CBRE Group, Inc. uses local offices and market specialists to match pricing, tenant demand, and asset type to each submarket. In 2025, CBRE Group, Inc. had about 140,000 employees and operated in more than 100 countries, giving it local coverage and cross-border reach. That network helps the firm support assignments where neighborhood data drives value.
CBRE Group, Inc. delivers many services at client buildings and project sites, so the offer sits where the asset runs. In 2025, CBRE operated in more than 100 countries with about 140,000 employees, which supports on-site facilities management, property management, engineering, and construction oversight.
This placement cuts response time and keeps service tied to real operating needs.
Digital Client Channels
CBRE's digital client channels—its website, research hub, and reporting tools—push market intelligence and service updates fast, so clients can act without waiting for an office visit. With a global platform spanning 100+ countries, these channels widen access and support a broader client base across occupier, investor, and property services.
- Fast market data delivery
- Remote access beyond offices
- Research-led client updates
Specialist Brands
CBRE Group, Inc. routes deal flow through CBRE Capital Markets, CBRE Investment Management, Trammell Crow Company, and CBRE Hana, so each brand handles a different slice of the commercial real estate chain. That split helps CBRE match client needs more precisely, from capital placement to development and flexible workspace. In 2024, CBRE posted $35.8 billion in revenue, showing the scale behind this multi-brand model.

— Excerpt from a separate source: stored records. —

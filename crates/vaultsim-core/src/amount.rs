//! Serde adapter for on-chain amounts
//!
//! Amounts are 256-bit-or-wider integers, which JSON numbers cannot carry, so they are
//! written as base-10 strings. Reading accepts base-10 strings, `0x`-prefixed hex
//! strings and plain JSON integers.

use std::fmt;

use num_bigint::BigUint;
use serde::de::{self, Visitor};
use serde::{Deserializer, Serializer};

pub fn serialize<S: Serializer>(value: &BigUint, serializer: S) -> Result<S::Ok, S::Error> {
  serializer.serialize_str(&value.to_str_radix(10))
}

pub fn deserialize<'de, D: Deserializer<'de>>(deserializer: D) -> Result<BigUint, D::Error> {
  deserializer.deserialize_any(AmountVisitor)
}

/// Parse an amount from its textual form
pub fn parse(text: &str) -> Option<BigUint> {
  let text = text.trim();
  match text.strip_prefix("0x").or_else(|| text.strip_prefix("0X")) {
    Some(hex) => BigUint::parse_bytes(hex.as_bytes(), 16),
    None => BigUint::parse_bytes(text.replace('_', "").as_bytes(), 10),
  }
}

struct AmountVisitor;

impl<'de> Visitor<'de> for AmountVisitor {
  type Value = BigUint;

  fn expecting(&self, formatter: &mut fmt::Formatter) -> fmt::Result {
    formatter.write_str("a non-negative integer or an integer string")
  }

  fn visit_u64<E: de::Error>(self, value: u64) -> Result<BigUint, E> {
    Ok(BigUint::from(value))
  }

  fn visit_u128<E: de::Error>(self, value: u128) -> Result<BigUint, E> {
    Ok(BigUint::from(value))
  }

  fn visit_i64<E: de::Error>(self, value: i64) -> Result<BigUint, E> {
    u64::try_from(value)
      .map(BigUint::from)
      .map_err(|_| E::custom(format!("amount cannot be negative: {value}")))
  }

  fn visit_str<E: de::Error>(self, value: &str) -> Result<BigUint, E> {
    parse(value).ok_or_else(|| E::custom(format!("invalid amount `{value}`")))
  }
}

- Capital Markets: transactions and financing
- Investment Management: fund and asset oversight
- Trammell Crow Company: development execution
- CBRE Hana: flex-space and workplace solutions
CBRE Group, Inc. places services through local offices, on-site teams, and digital client tools, so delivery stays close to each asset and submarket. In 2025, CBRE Group, Inc. reported $39.8 billion in revenue and had about 140,000 employees in more than 100 countries.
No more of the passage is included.